# [Instructions to follow]
Locate every line below that contains the word "impl" and copy it.

************

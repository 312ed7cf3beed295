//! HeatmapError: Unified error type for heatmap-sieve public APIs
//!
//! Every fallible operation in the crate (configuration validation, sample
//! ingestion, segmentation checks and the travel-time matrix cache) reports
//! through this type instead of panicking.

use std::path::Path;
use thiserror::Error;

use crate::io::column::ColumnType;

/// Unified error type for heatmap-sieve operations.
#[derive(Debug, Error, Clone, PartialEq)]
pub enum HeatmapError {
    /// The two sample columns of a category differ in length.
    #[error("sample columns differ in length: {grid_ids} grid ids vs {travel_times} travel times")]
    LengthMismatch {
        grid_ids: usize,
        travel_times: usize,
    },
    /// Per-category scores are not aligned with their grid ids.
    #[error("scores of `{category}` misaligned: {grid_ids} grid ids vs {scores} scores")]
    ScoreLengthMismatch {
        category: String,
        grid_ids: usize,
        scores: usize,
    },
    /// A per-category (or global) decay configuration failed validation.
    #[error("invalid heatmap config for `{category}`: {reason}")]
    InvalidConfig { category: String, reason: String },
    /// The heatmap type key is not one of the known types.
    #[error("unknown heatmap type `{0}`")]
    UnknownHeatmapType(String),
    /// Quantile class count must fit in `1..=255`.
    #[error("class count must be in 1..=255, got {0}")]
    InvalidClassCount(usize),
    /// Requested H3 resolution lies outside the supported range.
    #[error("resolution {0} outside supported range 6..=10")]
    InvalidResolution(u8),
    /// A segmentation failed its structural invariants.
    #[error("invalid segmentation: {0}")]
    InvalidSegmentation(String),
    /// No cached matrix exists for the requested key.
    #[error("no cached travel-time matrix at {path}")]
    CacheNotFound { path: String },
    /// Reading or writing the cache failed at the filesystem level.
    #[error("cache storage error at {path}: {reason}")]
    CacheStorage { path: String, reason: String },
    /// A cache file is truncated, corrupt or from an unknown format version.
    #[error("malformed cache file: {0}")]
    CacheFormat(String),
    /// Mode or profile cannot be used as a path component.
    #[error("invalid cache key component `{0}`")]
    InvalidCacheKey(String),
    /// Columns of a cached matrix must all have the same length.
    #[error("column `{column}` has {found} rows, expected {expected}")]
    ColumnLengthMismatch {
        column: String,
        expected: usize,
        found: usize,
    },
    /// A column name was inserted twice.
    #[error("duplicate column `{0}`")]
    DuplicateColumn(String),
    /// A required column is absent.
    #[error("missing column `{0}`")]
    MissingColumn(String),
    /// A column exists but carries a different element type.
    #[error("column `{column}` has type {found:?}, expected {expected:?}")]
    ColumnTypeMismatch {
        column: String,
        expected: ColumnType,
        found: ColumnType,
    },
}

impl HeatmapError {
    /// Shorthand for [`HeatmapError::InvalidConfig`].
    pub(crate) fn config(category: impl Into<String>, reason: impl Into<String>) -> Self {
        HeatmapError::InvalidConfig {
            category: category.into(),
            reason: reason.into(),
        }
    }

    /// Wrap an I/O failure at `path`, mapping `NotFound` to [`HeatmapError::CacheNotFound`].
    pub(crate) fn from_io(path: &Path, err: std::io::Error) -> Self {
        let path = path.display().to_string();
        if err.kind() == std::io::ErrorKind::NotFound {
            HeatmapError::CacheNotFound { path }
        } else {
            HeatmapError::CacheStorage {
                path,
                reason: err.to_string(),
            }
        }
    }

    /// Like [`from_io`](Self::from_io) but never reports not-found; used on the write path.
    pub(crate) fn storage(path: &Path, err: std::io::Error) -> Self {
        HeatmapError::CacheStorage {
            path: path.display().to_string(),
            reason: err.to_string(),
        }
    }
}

************

# [Task answer]
impl HeatmapError {
    pub(crate) fn config(category: impl Into<String>, reason: impl Into<String>) -> Self {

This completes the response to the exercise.